__THE PROBLEM__
Going line by line through the entries below, tally those that hold the string "Deserialize". Give only the total.

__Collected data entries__
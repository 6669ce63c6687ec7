//! Tunable world parameters.

use std::time::Duration;

use serde::{Deserialize, Serialize};

/// Limits and timings applied by the world when executing commands.
#[derive(Clone, Copy, Debug, PartialEq, Eq, Serialize, Deserialize)]
#[serde(default, deny_unknown_fields)]
pub struct WorldConfig {
    /// Smallest accepted room width or height.
    pub min_room_dimension: u32,
    /// Largest accepted room width or height.
    pub max_room_dimension: u32,
    /// Milliseconds an avatar spends crossing one cell.
    pub move_delay_ms: u64,
    /// Milliseconds an emote stays active.
    pub action_duration_ms: u64,
}

impl WorldConfig {
    /// Clamps a requested room dimension into the accepted range.
    #[must_use]
    pub fn clamp_dimension(&self, requested: u32) -> u32 {
        let min = self.min_room_dimension.max(1);
        requested.clamp(min, self.max_room_dimension.max(min))
    }

    /// Time an avatar spends crossing one cell.
    #[must_use]
    pub const fn move_delay(&self) -> Duration {
        Duration::from_millis(self.move_delay_ms)
    }

    /// Time an emote stays active.
    #[must_use]
    pub const fn action_duration(&self) -> Duration {
        Duration::from_millis(self.action_duration_ms)
    }
}

impl Default for WorldConfig {
    fn default() -> Self {
        Self {
            min_room_dimension: 4,
            max_room_dimension: 50,
            move_delay_ms: 400,
            action_duration_ms: 3_000,
        }
    }
}

#[cfg(test)]
mod tests {
    use super::*;

    #[test]
    fn dimensions_clamp_into_default_range() {
        let config = WorldConfig::default();
        assert_eq!(config.clamp_dimension(0), 4);
        assert_eq!(config.clamp_dimension(20), 20);
        assert_eq!(config.clamp_dimension(80), 50);
    }

    #[test]
    fn inverted_limits_do_not_panic() {
        let config = WorldConfig {
            min_room_dimension: 10,
            max_room_dimension: 5,
            ..WorldConfig::default()
        };
        assert_eq!(config.clamp_dimension(7), 10);
    }

    #[test]
    fn partial_documents_fall_back_to_defaults() {
        let config: WorldConfig =
            serde_json::from_str(r#"{ "max_room_dimension": 30 }"#).expect("parse config");
        assert_eq!(config.max_room_dimension, 30);
        assert_eq!(config.min_room_dimension, 4);
        assert_eq!(config.move_delay(), Duration::from_millis(400));
    }
}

__WRITTEN SOLUTION__
2